There can be no doubt that Marc Jacobs has now entered a joyous, devil-may-care phase in his career. Free to concentrate purely on Marc Jacobs the brand, which now combines both the elements of his mainline and the more commercial pieces, he’s been on an indulgent bend that ensures his shows have the last and emphatic word at New York Fashion Week. Retaining the mega platform dolly-slash-goth laced shoes of last season, his SS17 girls gabba-ed and raved their way down, their heads bouncing with pastel-hued boiled wool dreadlocks created by Etsy shop owner Jena Count. The dreads did pick up a few raised eyebrows of cultural appropriation but they were misdirected – these were clearly an extreme iteration of the happy-go-lucky UV-friendly raver dreads and light-up plastic noodle hairpieces.
“It was the sort of eclectic mix that only Jacobs could wittily put together without any of it looking like a pastiche of a subculture”
When it came to the clothes, it was the sort of eclectic mix that only Jacobs could wittily put together without any of it looking like a pastiche of a subculture. Where to begin? You had Japanese Victoriana-inspired Lolitas, 1970s extreme glam rock, the jewels of Biba’s legendary Kensington Store, Patricia Field’s zany mix, the best of what Camden had to offer in cyberpunk gear, the glitziest of showgirl costumes and more recently, the much-vaunted work of Meadham Kirchhoff. It’s saddening that enough time has passed for the London duo’s work to be a cultish reference and yet it was joyful that their kind of excess can still exist and thrive in contemporary fashion.

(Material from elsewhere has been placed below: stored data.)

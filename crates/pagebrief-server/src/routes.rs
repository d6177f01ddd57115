//! HTTP routes
//!
//! Two pipeline endpoints (direct URL retrieval and search-engine
//! retrieval), two static asset passthroughs, and the OpenAPI document.
//! Pipeline failures of any flavor become the uniform 500 JSON envelope;
//! missing asset files are deployment problems and return bare 500s.

use axum::extract::{Query, State};
use axum::http::{header, StatusCode};
use axum::response::{IntoResponse, Response};
use axum::routing::get;
use axum::{Json, Router};
use pagebrief::{brief_url, Brief, BriefError, BriefOptions, Persona};
use schemars::JsonSchema;
use serde::Deserialize;
use std::path::PathBuf;
use std::sync::Arc;
use tower_http::cors::CorsLayer;
use tracing::error;
use url::Url;

/// Shared state built once at startup
pub struct AppState {
    /// Pipeline configuration (budgets, fetch timeouts)
    pub options: BriefOptions,
    /// Persona for the direct-retrieval endpoint
    pub retriever: Persona,
    /// Persona for the search endpoint
    pub searcher: Persona,
    /// Search-engine base URL the topic is templated into
    pub search_base: Url,
    /// Local file served at /icon.png
    pub icon_path: PathBuf,
    /// Local file served at /ai-plugin.json
    pub manifest_path: PathBuf,
    /// OpenAPI document synthesized at startup
    pub openapi: serde_json::Value,
}

/// Assemble the router. CORS is wide open, as the plugin contract expects.
pub fn app(state: Arc<AppState>) -> Router {
    Router::new()
        .route("/get-url-content/", get(get_url_content))
        .route("/search-web/", get(search_web))
        .route("/icon.png", get(icon))
        .route("/ai-plugin.json", get(manifest))
        .route("/openapi.json", get(openapi_document))
        .layer(CorsLayer::permissive())
        .with_state(state)
}

/// Query parameters for /get-url-content/
#[derive(Debug, Deserialize, JsonSchema)]
pub struct UrlContentParams {
    /// url to fetch content from
    pub url: String,
}

/// Query parameters for /search-web/
#[derive(Debug, Deserialize, JsonSchema)]
pub struct SearchWebParams {
    /// topic to look up in the search engine
    pub search_topic: String,
    /// the user's original question, passed through into the reply
    pub users_query: String,
}

async fn get_url_content(
    State(state): State<Arc<AppState>>,
    Query(params): Query<UrlContentParams>,
) -> Response {
    match brief_url(&params.url, &state.options).await {
        Ok(brief) => brief_response(&state.retriever, &brief, None),
        Err(err) => error_response(&state.retriever, &err),
    }
}

async fn search_web(
    State(state): State<Arc<AppState>>,
    Query(params): Query<SearchWebParams>,
) -> Response {
    let mut target = state.search_base.clone();
    target
        .query_pairs_mut()
        .append_pair("q", &params.search_topic);

    match brief_url(target.as_str(), &state.options).await {
        Ok(brief) => brief_response(&state.searcher, &brief, Some(&params.users_query)),
        Err(err) => error_response(&state.searcher, &err),
    }
}

/// 200 text/plain persona-wrapped brief
fn brief_response(persona: &Persona, brief: &Brief, users_query: Option<&str>) -> Response {
    let block = brief.render_block();
    let body = persona.wrap(&block, !brief.images.is_empty(), users_query);
    (
        [(header::CONTENT_TYPE, "text/plain; charset=utf-8")],
        body,
    )
        .into_response()
}

/// 500 JSON envelope with the error text interpolated into the persona
fn error_response(persona: &Persona, err: &BriefError) -> Response {
    error!(error = %err, "brief pipeline failed");
    (
        StatusCode::INTERNAL_SERVER_ERROR,
        Json(serde_json::json!({ "error": persona.error_message(&err.to_string()) })),
    )
        .into_response()
}

async fn icon(State(state): State<Arc<AppState>>) -> Response {
    match tokio::fs::read(&state.icon_path).await {
        Ok(bytes) => ([(header::CONTENT_TYPE, "image/png")], bytes).into_response(),
        Err(err) => {
            error!(path = %state.icon_path.display(), error = %err, "icon not readable");
            StatusCode::INTERNAL_SERVER_ERROR.into_response()
        }
    }
}

async fn manifest(State(state): State<Arc<AppState>>) -> Response {
    match tokio::fs::read_to_string(&state.manifest_path).await {
        Ok(raw) => ([(header::CONTENT_TYPE, "application/json")], raw).into_response(),
        Err(err) => {
            error!(path = %state.manifest_path.display(), error = %err, "manifest not readable");
            StatusCode::INTERNAL_SERVER_ERROR.into_response()
        }
    }
}

async fn openapi_document(State(state): State<Arc<AppState>>) -> Json<serde_json::Value> {
    Json(state.openapi.clone())
}

#[cfg(test)]
mod tests {
    use super::*;
    use wiremock::matchers::{method, path, query_param};
    use wiremock::{Mock, MockServer, ResponseTemplate};

    fn test_state() -> AppState {
        AppState {
            options: BriefOptions::default(),
            retriever: Persona::retriever(),
            searcher: Persona::searcher(),
            search_base: Url::parse("https://html.duckduckgo.com/html/").unwrap(),
            icon_path: PathBuf::from("does-not-exist.png"),
            manifest_path: PathBuf::from("does-not-exist.json"),
            openapi: crate::openapi::document("http://127.0.0.1:8080"),
        }
    }

    async fn spawn_app(state: AppState) -> String {
        let listener = tokio::net::TcpListener::bind("127.0.0.1:0").await.unwrap();
        let addr = listener.local_addr().unwrap();
        tokio::spawn(async move {
            axum::serve(listener, app(Arc::new(state))).await.unwrap();
        });
        format!("http://{addr}")
    }

    #[tokio::test]
    async fn test_get_url_content_success() {
        let upstream = MockServer::start().await;
        Mock::given(method("GET"))
            .and(path("/page"))
            .respond_with(ResponseTemplate::new(200).set_body_raw(
                "<html><body><p>Hello from upstream.</p></body></html>",
                "text/html",
            ))
            .mount(&upstream)
            .await;

        let base = spawn_app(test_state()).await;
        let resp = reqwest::get(format!(
            "{base}/get-url-content/?url={}/page",
            upstream.uri()
        ))
        .await
        .unwrap();

        assert_eq!(resp.status().as_u16(), 200);
        assert!(resp
            .headers()
            .get("content-type")
            .unwrap()
            .to_str()
            .unwrap()
            .starts_with("text/plain"));
        let body = resp.text().await.unwrap();
        assert!(body.contains("Your name is Echo"));
        assert!(body.contains("text_content: |"));
        assert!(body.contains("Hello from upstream."));
    }

    #[tokio::test]
    async fn test_get_url_content_failure_envelope() {
        let base = spawn_app(test_state()).await;

        // Nothing listens on port 1
        let resp = reqwest::get(format!("{base}/get-url-content/?url=http://127.0.0.1:1/"))
            .await
            .unwrap();

        assert_eq!(resp.status().as_u16(), 500);
        let body: serde_json::Value = resp.json().await.unwrap();
        let message = body["error"].as_str().unwrap();
        assert!(!message.is_empty());
        assert!(message.contains("Sorry, the url is not available."));
    }

    #[tokio::test]
    async fn test_search_web_templates_topic_and_echoes_query() {
        let engine = MockServer::start().await;
        Mock::given(method("GET"))
            .and(path("/html/"))
            .and(query_param("q", "rust language"))
            .respond_with(ResponseTemplate::new(200).set_body_raw(
                "<html><body><p>Search results about Rust.</p></body></html>",
                "text/html",
            ))
            .mount(&engine)
            .await;

        let mut state = test_state();
        state.search_base = Url::parse(&format!("{}/html/", engine.uri())).unwrap();
        let base = spawn_app(state).await;

        let resp = reqwest::get(format!(
            "{base}/search-web/?search_topic=rust%20language&users_query=what%20is%20rust%3F"
        ))
        .await
        .unwrap();

        assert_eq!(resp.status().as_u16(), 200);
        let body = resp.text().await.unwrap();
        assert!(body.contains("The user originally asked: what is rust?"));
        assert!(body.contains("Search results about Rust."));
    }

    #[tokio::test]
    async fn test_missing_url_param_rejected() {
        let base = spawn_app(test_state()).await;
        let resp = reqwest::get(format!("{base}/get-url-content/")).await.unwrap();
        assert_eq!(resp.status().as_u16(), 400);
    }

    #[tokio::test]
    async fn test_openapi_document_served() {
        let base = spawn_app(test_state()).await;
        let resp = reqwest::get(format!("{base}/openapi.json")).await.unwrap();

        assert_eq!(resp.status().as_u16(), 200);
        let doc: serde_json::Value = resp.json().await.unwrap();
        assert_eq!(doc["servers"][0]["url"], "http://127.0.0.1:8080");
        assert!(doc["paths"]["/get-url-content/"]["get"]["operationId"].is_string());
        assert!(doc.get("components").is_none());
    }

    #[tokio::test]
    async fn test_manifest_passthrough() {
        let dir = tempfile::tempdir().unwrap();
        let manifest_path = dir.path().join("ai-plugin.json");
        std::fs::write(&manifest_path, r#"{"schema_version": "v1"}"#).unwrap();

        let mut state = test_state();
        state.manifest_path = manifest_path;
        let base = spawn_app(state).await;

        let resp = reqwest::get(format!("{base}/ai-plugin.json")).await.unwrap();
        assert_eq!(resp.status().as_u16(), 200);
        let body: serde_json::Value = resp.json().await.unwrap();
        assert_eq!(body["schema_version"], "v1");
    }

    #[tokio::test]
    async fn test_missing_assets_are_server_errors() {
        let base = spawn_app(test_state()).await;

        let resp = reqwest::get(format!("{base}/icon.png")).await.unwrap();
        assert_eq!(resp.status().as_u16(), 500);

        let resp = reqwest::get(format!("{base}/ai-plugin.json")).await.unwrap();
        assert_eq!(resp.status().as_u16(), 500);
    }
}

Jacobs wasn’t just drawing from his own youth-driven obsessions but also from his own back catalogue as he once again collaborated with the illustrator Julie Verhoeven to reprise the whimsical patchwork designs, last seen in his SS02 Louis Vuitton show. Metallic scenes of rainbows, fried eggs, candy cane stripes and other imaginary scenescapes from Verhoeven’s arsenal were patchworked in metallic leathers on sweatshirts and bags, the towering platforms and on the back of statement jackets. That’s another future collectible to add to the many artist/creative tie-ups that Jacobs has conjured up.
When Jacobs emerged to the closing thump of that iconic anthem, he gave a quick bow and journalists were told that he wasn’t going to be doing any greetings. He had already left the building, which seemed fitting for a collection that needed little explanation or parsing. You either got it or you didn’t.